*TASK DESCRIPTION:*
Indicate how many lines in the listing below contain the word "PathBuf". No other output is permitted.

*MATERIAL FOR THIS TASK:*
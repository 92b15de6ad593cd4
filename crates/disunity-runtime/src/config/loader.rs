//! Layered configuration loading.
//!
//! Sources, later ones winning:
//!
//! 1. Built-in defaults
//! 2. `disunity.toml` (or `disunity.yaml` / `disunity.yml`), then its
//!    profile overlay `disunity.{profile}.toml`
//! 3. Application secrets from flat variables: `DISUNITY_PUBLIC_KEY`,
//!    `DISUNITY_CLIENT_ID`, `DISUNITY_CLIENT_SECRET`, `DISUNITY_BOT_TOKEN`
//! 4. Sectioned variables such as `DISUNITY_APPLICATION__BOT_TOKEN` or
//!    `DISUNITY_SERVER__PORT`, `__` separating section and key
//! 5. Programmatic overrides
//!
//! The profile comes from [`ConfigLoader::profile`] or `DISUNITY_PROFILE`.
//! Without explicit search paths, the current directory and the user config
//! directory (`~/.config/disunity` on Linux) are searched in that order; the
//! first directory holding a main file is used.
//!
//! ```rust,ignore
//! use disunity_runtime::config::ConfigLoader;
//!
//! let config = ConfigLoader::new()
//!     .file("./deploy/disunity.toml")
//!     .profile("production")
//!     .load()?;
//! ```

use std::path::{Path, PathBuf};

use figment::Figment;
#[cfg(any(feature = "toml-config", feature = "yaml-config"))]
use figment::providers::Format;
#[cfg(feature = "toml-config")]
use figment::providers::Toml;
#[cfg(feature = "yaml-config")]
use figment::providers::Yaml;
use figment::providers::{Env, Serialized};
use tracing::{debug, info, warn};

use super::error::{ConfigError, ConfigResult};
use super::schema::DisunityConfig;

const ENV_PREFIX: &str = "DISUNITY_";
const PROFILE_VAR: &str = "DISUNITY_PROFILE";
const FILE_STEM: &str = "disunity";

/// A configuration file format enabled at compile time.
#[derive(Debug, Clone, Copy, PartialEq, Eq)]
enum FileFormat {
    #[cfg(feature = "toml-config")]
    Toml,
    #[cfg(feature = "yaml-config")]
    Yaml,
}

impl FileFormat {
    /// Extensions searched for, in order.
    const EXTENSIONS: &'static [&'static str] = &[
        #[cfg(feature = "toml-config")]
        "toml",
        #[cfg(feature = "yaml-config")]
        "yaml",
        #[cfg(feature = "yaml-config")]
        "yml",
    ];

    fn of(path: &Path) -> ConfigResult<Self> {
        let ext = path.extension().and_then(|e| e.to_str()).unwrap_or("");
        match ext {
            #[cfg(feature = "toml-config")]
            "toml" => Ok(Self::Toml),
            #[cfg(feature = "yaml-config")]
            "yaml" | "yml" => Ok(Self::Yaml),
            _ => Err(ConfigError::ParseError(format!(
                "unsupported or disabled configuration format: .{ext}"
            ))),
        }
    }

    fn merge(self, figment: Figment, path: &Path) -> Figment {
        match self {
            #[cfg(feature = "toml-config")]
            Self::Toml => figment.merge(Toml::file(path)),
            #[cfg(feature = "yaml-config")]
            Self::Yaml => figment.merge(Yaml::file(path)),
        }
    }
}

/// Maps the flat secret variables onto the `application` section.
fn secrets_env() -> Env {
    Env::prefixed(ENV_PREFIX).filter_map(|key| {
        let field = match key.as_str().to_ascii_lowercase().as_str() {
            "public_key" => "public_key",
            "client_id" | "application_id" => "application_id",
            "client_secret" => "client_secret",
            "bot_token" => "bot_token",
            _ => return None,
        };
        Some(format!("application.{field}").into())
    })
}

/// Sectioned variables. Flat ones are left to [`secrets_env`].
fn sectioned_env() -> Env {
    Env::prefixed(ENV_PREFIX)
        .filter(|key| key.as_str().contains("__"))
        .split("__")
}

/// Loads [`DisunityConfig`] from files, the environment and overrides.
pub struct ConfigLoader {
    overrides: Figment,
    profile: Option<String>,
    search_paths: Vec<PathBuf>,
    file: Option<PathBuf>,
    use_env: bool,
}

impl Default for ConfigLoader {
    fn default() -> Self {
        Self::new()
    }
}

impl ConfigLoader {
    /// Creates a loader. The profile defaults to `DISUNITY_PROFILE`.
    pub fn new() -> Self {
        Self {
            overrides: Figment::new(),
            profile: std::env::var(PROFILE_VAR).ok().filter(|p| !p.is_empty()),
            search_paths: Vec::new(),
            file: None,
            use_env: true,
        }
    }

    /// Sets the profile whose overlay file is merged over the main file.
    pub fn profile(mut self, profile: impl Into<String>) -> Self {
        self.profile = Some(profile.into());
        self
    }

    /// Adds a directory to search for `disunity.*`. Replaces the default
    /// search paths.
    pub fn search_path<P: AsRef<Path>>(mut self, path: P) -> Self {
        self.search_paths.push(path.as_ref().to_path_buf());
        self
    }

    /// Loads this file instead of searching. It must exist.
    pub fn file<P: AsRef<Path>>(mut self, path: P) -> Self {
        self.file = Some(path.as_ref().to_path_buf());
        self
    }

    /// Ignores `DISUNITY_*` environment variables.
    pub fn without_env(mut self) -> Self {
        self.use_env = false;
        self
    }

    /// Merges configuration over every other source.
    pub fn merge(mut self, config: DisunityConfig) -> Self {
        self.overrides = self.overrides.merge(Serialized::defaults(config));
        self
    }

    /// Loads the configuration. It is not validated.
    pub fn load(self) -> ConfigResult<DisunityConfig> {
        let mut figment = Figment::from(Serialized::defaults(DisunityConfig::default()));

        match self.main_file()? {
            Some(path) => figment = self.merge_file(figment, &path)?,
            None => warn!(
                paths = ?self.directories(),
                "No configuration file found, using defaults"
            ),
        }

        if self.use_env {
            figment = figment.merge(secrets_env()).merge(sectioned_env());
        }

        let config: DisunityConfig = figment.merge(self.overrides).extract()?;
        debug!(
            profile = self.profile.as_deref().unwrap_or("none"),
            application_id = config.application.application_id.as_deref().unwrap_or("unset"),
            bot_token = config.application.bot_token.is_some(),
            port = config.server.port,
            "Configuration loaded"
        );
        Ok(config)
    }

    /// Returns the explicit file, or the first main file found.
    fn main_file(&self) -> ConfigResult<Option<PathBuf>> {
        if let Some(path) = &self.file {
            if !path.exists() {
                return Err(ConfigError::FileNotFound(path.clone()));
            }
            return Ok(Some(path.clone()));
        }

        Ok(self.directories().into_iter().find_map(|dir| {
            FileFormat::EXTENSIONS
                .iter()
                .map(|ext| dir.join(format!("{FILE_STEM}.{ext}")))
                .find(|path| path.exists())
        }))
    }

    fn directories(&self) -> Vec<PathBuf> {
        if !self.search_paths.is_empty() {
            return self.search_paths.clone();
        }
        std::env::current_dir()
            .ok()
            .into_iter()
            .chain(dirs::config_dir().map(|dir| dir.join(FILE_STEM)))
            .collect()
    }

    /// Merges `path`, then its `{stem}.{profile}.{ext}` sibling if present.
    fn merge_file(&self, figment: Figment, path: &Path) -> ConfigResult<Figment> {
        let format = FileFormat::of(path)?;
        info!(path = %path.display(), "Loading configuration file");
        let mut figment = format.merge(figment, path);

        if let Some(overlay) = self.profile_overlay(path).filter(|p| p.exists()) {
            debug!(path = %overlay.display(), "Loading profile overlay");
            figment = format.merge(figment, &overlay);
        }
        Ok(figment)
    }

    fn profile_overlay(&self, path: &Path) -> Option<PathBuf> {
        let profile = self.profile.as_deref()?;
        let stem = path.file_stem()?.to_str()?;
        let ext = path.extension()?.to_str()?;
        Some(path.with_file_name(format!("{stem}.{profile}.{ext}")))
    }
}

*EXERCISE OUTPUT:*
6